¿Qué es el umbral?
El “umbral anaeróbico” es el punto en el que tu cuerpo deja de poder eliminar el ácido láctico con la misma rapidez con la que lo produce. Cuando corres justo por debajo de ese umbral, estás en una zona eficiente: mejoras tu resistencia sin generar una fatiga abrumadora. Ir por encima del umbral durante mucho tiempo lleva al agotamiento rápido. Por eso, entenderlo y entrenarlo es clave para todo corredor.
¿Por qué importa?
Entrenar cerca de tu umbral mejora la capacidad del cuerpo para tolerar ritmos más rápidos durante más tiempo. En otras palabras, es la zona donde tu cuerpo se hace más eficiente, porque aprende a usar mejor el oxígeno y a resistir más sin fatigarse.

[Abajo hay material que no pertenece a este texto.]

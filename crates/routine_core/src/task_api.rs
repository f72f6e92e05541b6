use crate::error::AppError;
use crate::model::{TaskInstance, TaskStatus};
use crate::routine::{self, RoutineStats};
use crate::schedule;
use crate::storage::json_store;
use std::path::Path;
use time::format_description::BorrowedFormatItem;
use time::format_description::well_known::Rfc3339;
use time::macros::format_description;
use time::{Date, OffsetDateTime, Time, UtcOffset};

pub const COMPLETION_POINTS: i64 = 10;
pub const SKIP_POINTS: i64 = 5;

const DATE_FORMAT: &[BorrowedFormatItem<'static>] = format_description!("[year]-[month]-[day]");
const TIME_FORMAT: &[BorrowedFormatItem<'static>] = format_description!("[hour]:[minute]");

pub fn add_task(title: &str, due_date: &str, due_time: Option<&str>) -> Result<TaskInstance, AppError> {
    let path = json_store::store_path()?;
    add_task_with_path(&path, title, due_date, due_time)
}

fn add_task_with_path(
    path: &Path,
    title: &str,
    due_date: &str,
    due_time: Option<&str>,
) -> Result<TaskInstance, AppError> {
    let trimmed = title.trim();
    if trimmed.is_empty() {
        return Err(AppError::invalid_input("title is required"));
    }

    let due_date = parse_due_date(due_date)?;
    let due_time = match due_time {
        Some(value) => Some(parse_due_time(value)?),
        None => None,
    };

    let now = OffsetDateTime::now_utc();
    let created_at = format_rfc3339(now)?;
    let task = TaskInstance {
        id: fresh_id("task"),
        title: trimmed.to_string(),
        status: TaskStatus::Pending,
        created_at,
        due_date: format_date(due_date)?,
        due_time: due_time.map(format_time_of_day).transpose()?,
        completed_at: None,
        not_done_reason: None,
        points: 0,
        progress_start_at: None,
        routine_group_id: None,
        postpone_count: 0,
    };

    let mut state = json_store::load_state(path)?;
    state.tasks.push(task.clone());
    json_store::save_state(path, &state)?;

    Ok(task)
}

pub fn edit_task(id: &str, new_title: &str) -> Result<TaskInstance, AppError> {
    let path = json_store::store_path()?;
    edit_task_with_path(&path, id, new_title)
}

fn edit_task_with_path(path: &Path, id: &str, new_title: &str) -> Result<TaskInstance, AppError> {
    let trimmed_title = new_title.trim();
    if trimmed_title.is_empty() {
        return Err(AppError::invalid_input("title is required"));
    }

    mutate_task(path, id, |task| {
        task.title = trimmed_title.to_string();
        Ok(())
    })
}

pub fn delete_task(id: &str) -> Result<TaskInstance, AppError> {
    let path = json_store::store_path()?;
    delete_task_with_path(&path, id)
}

fn delete_task_with_path(path: &Path, id: &str) -> Result<TaskInstance, AppError> {
    let trimmed_id = required_id(id)?;

    let mut state = json_store::load_state(path)?;
    let index = state
        .tasks
        .iter()
        .position(|task| task.id == trimmed_id)
        .ok_or_else(|| AppError::not_found("task not found"))?;

    let removed = state.tasks.remove(index);
    json_store::save_state(path, &state)?;

    Ok(removed)
}

pub fn get_task_by_id(id: &str) -> Result<TaskInstance, AppError> {
    let path = json_store::store_path()?;
    get_task_by_id_with_path(&path, id)
}

fn get_task_by_id_with_path(path: &Path, id: &str) -> Result<TaskInstance, AppError> {
    let trimmed_id = required_id(id)?;

    let state = json_store::load_state(path)?;
    state
        .tasks
        .into_iter()
        .find(|task| task.id == trimmed_id)
        .ok_or_else(|| AppError::not_found("task not found"))
}

/// Mark an instance completed: completion timestamp set, any skip reason
/// cleared, points awarded.
pub fn complete_task(id: &str) -> Result<TaskInstance, AppError> {
    let path = json_store::store_path()?;
    complete_task_with_path(&path, id, OffsetDateTime::now_utc())
}

fn complete_task_with_path(
    path: &Path,
    id: &str,
    now: OffsetDateTime,
) -> Result<TaskInstance, AppError> {
    let completed_at = format_rfc3339(now)?;
    mutate_task(path, id, |task| {
        if task.status == TaskStatus::Completed {
            return Err(AppError::invalid_input("task is already completed"));
        }
        task.status = TaskStatus::Completed;
        task.completed_at = Some(completed_at.clone());
        task.not_done_reason = None;
        task.points = COMPLETION_POINTS;
        Ok(())
    })
}

/// Mark an instance skipped with a reason; completion fields are cleared
/// and points deducted.
pub fn skip_task(id: &str, reason: &str) -> Result<TaskInstance, AppError> {
    let path = json_store::store_path()?;
    skip_task_with_path(&path, id, reason)
}

fn skip_task_with_path(path: &Path, id: &str, reason: &str) -> Result<TaskInstance, AppError> {
    let trimmed_reason = reason.trim();
    if trimmed_reason.is_empty() {
        return Err(AppError::invalid_input("reason is required"));
    }

    mutate_task(path, id, |task| {
        if task.status == TaskStatus::NotDone {
            return Err(AppError::invalid_input("task is already skipped"));
        }
        task.status = TaskStatus::NotDone;
        task.not_done_reason = Some(trimmed_reason.to_string());
        task.completed_at = None;
        task.points = -SKIP_POINTS;
        Ok(())
    })
}

/// Revert a completion or skip back to pending, including the points
/// delta.
pub fn undo_task(id: &str) -> Result<TaskInstance, AppError> {
    let path = json_store::store_path()?;
    undo_task_with_path(&path, id)
}

fn undo_task_with_path(path: &Path, id: &str) -> Result<TaskInstance, AppError> {
    mutate_task(path, id, |task| {
        if task.status == TaskStatus::Pending {
            return Err(AppError::invalid_input("task is neither completed nor skipped"));
        }
        task.status = TaskStatus::Pending;
        task.completed_at = None;
        task.not_done_reason = None;
        task.points = 0;
        Ok(())
    })
}

pub fn postpone_task(id: &str, new_due_date: &str) -> Result<TaskInstance, AppError> {
    let path = json_store::store_path()?;
    postpone_task_with_path(&path, id, new_due_date)
}

fn postpone_task_with_path(
    path: &Path,
    id: &str,
    new_due_date: &str,
) -> Result<TaskInstance, AppError> {
    let new_date = parse_due_date(new_due_date)?;
    let formatted = format_date(new_date)?;

    mutate_task(path, id, |task| {
        if task.status != TaskStatus::Pending {
            return Err(AppError::invalid_input("only pending tasks can be postponed"));
        }
        let current = parse_due_date(&task.due_date)?;
        if new_date <= current {
            return Err(AppError::invalid_input("new due date must be after the current one"));
        }
        task.due_date = formatted.clone();
        task.postpone_count += 1;
        Ok(())
    })
}

/// Create the next instance of a routine from a prior one: same title,
/// due date pushed out by `interval_days`, progress measured from now.
/// A standalone task gets a fresh group id on its first plan, which also
/// links the prior instance into the group.
pub fn plan_forward(id: &str, interval_days: u32) -> Result<TaskInstance, AppError> {
    let path = json_store::store_path()?;
    plan_forward_with_path(&path, id, interval_days)
}

fn plan_forward_with_path(
    path: &Path,
    id: &str,
    interval_days: u32,
) -> Result<TaskInstance, AppError> {
    let trimmed_id = required_id(id)?;
    if interval_days == 0 {
        return Err(AppError::invalid_input("interval must be at least 1 day"));
    }

    let mut state = json_store::load_state(path)?;
    let prior = state
        .tasks
        .iter_mut()
        .find(|task| task.id == trimmed_id)
        .ok_or_else(|| AppError::not_found("task not found"))?;

    let group_id = match prior.routine_group_id.clone() {
        Some(group_id) => group_id,
        None => {
            let minted = fresh_id("routine");
            prior.routine_group_id = Some(minted.clone());
            minted
        }
    };

    let prior_due = parse_due_date(&prior.due_date)?;
    let next_due = routine::next_due_date(prior_due, interval_days)?;
    let now = OffsetDateTime::now_utc();
    let stamp = format_rfc3339(now)?;

    let next = TaskInstance {
        id: fresh_id("task"),
        title: prior.title.clone(),
        status: TaskStatus::Pending,
        created_at: stamp.clone(),
        due_date: format_date(next_due)?,
        due_time: prior.due_time.clone(),
        completed_at: None,
        not_done_reason: None,
        points: 0,
        progress_start_at: Some(stamp),
        routine_group_id: Some(group_id),
        postpone_count: 0,
    };

    state.tasks.push(next.clone());
    json_store::save_state(path, &state)?;

    Ok(next)
}

pub fn routine_instances(group_id: &str) -> Result<Vec<TaskInstance>, AppError> {
    let path = json_store::store_path()?;
    routine_instances_with_path(&path, group_id)
}

fn routine_instances_with_path(path: &Path, group_id: &str) -> Result<Vec<TaskInstance>, AppError> {
    let trimmed_id = required_id(group_id)?;
    let state = json_store::load_state(path)?;
    Ok(routine::group_instances(&state.tasks, trimmed_id))
}

pub fn routine_stats(group_id: &str) -> Result<RoutineStats, AppError> {
    let path = json_store::store_path()?;
    routine_stats_with_path(&path, group_id)
}

fn routine_stats_with_path(path: &Path, group_id: &str) -> Result<RoutineStats, AppError> {
    let trimmed_id = required_id(group_id)?;
    let instances = routine_instances_with_path(path, trimmed_id)?;
    if instances.is_empty() {
        return Err(AppError::not_found("routine not found"));
    }
    routine::routine_stats(trimmed_id, &instances)
}

/// Delete every instance of a routine; returns how many were removed.
pub fn delete_routine(group_id: &str) -> Result<usize, AppError> {
    let path = json_store::store_path()?;
    delete_routine_with_path(&path, group_id)
}

fn delete_routine_with_path(path: &Path, group_id: &str) -> Result<usize, AppError> {
    let trimmed_id = required_id(group_id)?;

    let mut state = json_store::load_state(path)?;
    let before = state.tasks.len();
    state
        .tasks
        .retain(|task| task.routine_group_id.as_deref() != Some(trimmed_id));
    let removed = before - state.tasks.len();

    if removed == 0 {
        return Err(AppError::not_found("routine not found"));
    }

    json_store::save_state(path, &state)?;
    Ok(removed)
}

pub fn list_today() -> Result<Vec<TaskInstance>, AppError> {
    list(ListMode::Today)
}

pub fn list_upcoming() -> Result<Vec<TaskInstance>, AppError> {
    list(ListMode::Upcoming)
}

pub fn list_overdue() -> Result<Vec<TaskInstance>, AppError> {
    list(ListMode::Overdue)
}

fn list(mode: ListMode) -> Result<Vec<TaskInstance>, AppError> {
    let path = json_store::store_path()?;
    list_with_path(&path, mode)
}

fn list_with_path(path: &Path, mode: ListMode) -> Result<Vec<TaskInstance>, AppError> {
    let tasks = json_store::load_state(path)?.tasks;
    let offset = local_offset();
    let now_local = OffsetDateTime::now_utc().to_offset(offset);
    filter_tasks(&tasks, now_local, mode)
}

fn local_offset() -> UtcOffset {
    UtcOffset::current_local_offset().unwrap_or(UtcOffset::UTC)
}

enum ListMode {
    Today,
    Upcoming,
    Overdue,
}

fn filter_tasks(
    tasks: &[TaskInstance],
    now_local: OffsetDateTime,
    mode: ListMode,
) -> Result<Vec<TaskInstance>, AppError> {
    let today = now_local.date();
    let mut filtered = Vec::new();

    for task in tasks {
        if task.status != TaskStatus::Pending {
            continue;
        }

        let due_date = parse_due_date(&task.due_date)?;
        let matches = match mode {
            ListMode::Today => due_date == today,
            ListMode::Upcoming => due_date > today,
            ListMode::Overdue => task_due_moment(task, now_local.offset())? < now_local,
        };

        if matches {
            filtered.push(task.clone());
        }
    }

    filtered.sort_by(|a, b| a.due_date.cmp(&b.due_date).then(a.id.cmp(&b.id)));
    Ok(filtered)
}

/// The instant a task actually falls due, combining its calendar date
/// with the optional time of day (end of day when absent).
pub fn task_due_moment(task: &TaskInstance, offset: UtcOffset) -> Result<OffsetDateTime, AppError> {
    let due_date = parse_due_date(&task.due_date)?;
    let due_time = match task.due_time.as_deref() {
        Some(value) => Some(parse_due_time(value)?),
        None => None,
    };
    Ok(schedule::due_moment(due_date, due_time, offset))
}

pub fn task_overdue(task: &TaskInstance, now: OffsetDateTime) -> Result<bool, AppError> {
    if task.status != TaskStatus::Pending {
        return Ok(false);
    }
    let offset = now.offset();
    Ok(task_due_moment(task, offset)? < now)
}

/// Raw progress ratio for a pending instance at `now`. Missing
/// progress-start means progress is measured from `now` itself, i.e. the
/// bar starts empty unless the task is already due.
pub fn task_progress(task: &TaskInstance, now: OffsetDateTime) -> Result<f64, AppError> {
    let start = match task.progress_start_at.as_deref() {
        Some(value) => OffsetDateTime::parse(value, &Rfc3339)
            .map_err(|_| AppError::invalid_data("progress_start_at must be RFC3339"))?,
        None => now,
    };
    let due = task_due_moment(task, now.offset())?;
    Ok(schedule::progress_fraction(start, due, now))
}

fn mutate_task<F>(path: &Path, id: &str, mut apply: F) -> Result<TaskInstance, AppError>
where
    F: FnMut(&mut TaskInstance) -> Result<(), AppError>,
{
    let trimmed_id = required_id(id)?;

    let mut state = json_store::load_state(path)?;
    let mut updated_task = None;

    for task in &mut state.tasks {
        if task.id == trimmed_id {
            apply(task)?;
            updated_task = Some(task.clone());
            break;
        }
    }

    let updated = updated_task.ok_or_else(|| AppError::not_found("task not found"))?;
    json_store::save_state(path, &state)?;

    Ok(updated)
}

fn required_id(id: &str) -> Result<&str, AppError> {
    let trimmed = id.trim();
    if trimmed.is_empty() {
        return Err(AppError::invalid_input("id is required"));
    }
    Ok(trimmed)
}

fn fresh_id(prefix: &str) -> String {
    format!("{prefix}-{}", OffsetDateTime::now_utc().unix_timestamp_nanos())
}

fn parse_due_date(value: &str) -> Result<Date, AppError> {
    Date::parse(value.trim(), DATE_FORMAT)
        .map_err(|_| AppError::invalid_input("due date must be YYYY-MM-DD"))
}

fn parse_due_time(value: &str) -> Result<Time, AppError> {
    Time::parse(value.trim(), TIME_FORMAT)
        .map_err(|_| AppError::invalid_input("due time must be HH:MM"))
}

fn format_date(date: Date) -> Result<String, AppError> {
    date.format(DATE_FORMAT)
        .map_err(|err| AppError::invalid_data(err.to_string()))
}

fn format_time_of_day(time: Time) -> Result<String, AppError> {
    time.format(TIME_FORMAT)
        .map_err(|err| AppError::invalid_data(err.to_string()))
}

fn format_rfc3339(moment: OffsetDateTime) -> Result<String, AppError> {
    moment
        .format(&Rfc3339)
        .map_err(|err| AppError::invalid_data(err.to_string()))
}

¿Cómo saber dónde está tu umbral?
Una forma sencilla es hacer una prueba de 30 minutos corriendo a un ritmo constante (idealmente en una pista o en llano). El ritmo promedio en los últimos 20 minutos de esa carrera se acerca bastante a tu umbral funcional. También puedes usar un reloj con sensor de frecuencia cardíaca o lactato (si cuentas con uno) y trabajar entre el 85% y 90% de tu frecuencia cardíaca máxima.
¿Cómo entrenarlo?
Incluye una sesión a la semana con repeticiones largas (de 8 a 20 minutos) al ritmo de umbral, separadas por descansos cortos. Por ejemplo:
- 2 a 3 bloques de 12 minutos al ritmo de umbral, con 3 minutos de trote suave entre cada uno.
- O 4 x 8 minutos al ritmo de umbral, con 2 minutos de recuperación activa.
Conclusión práctica:
Entrenar en tu umbral no es lo más cómodo, pero tampoco es un sprint. Es ese ritmo “incómodo pero sostenible”. Trabajarlo regularmente te ayudará a correr más rápido sin sentir que te estás vaciando.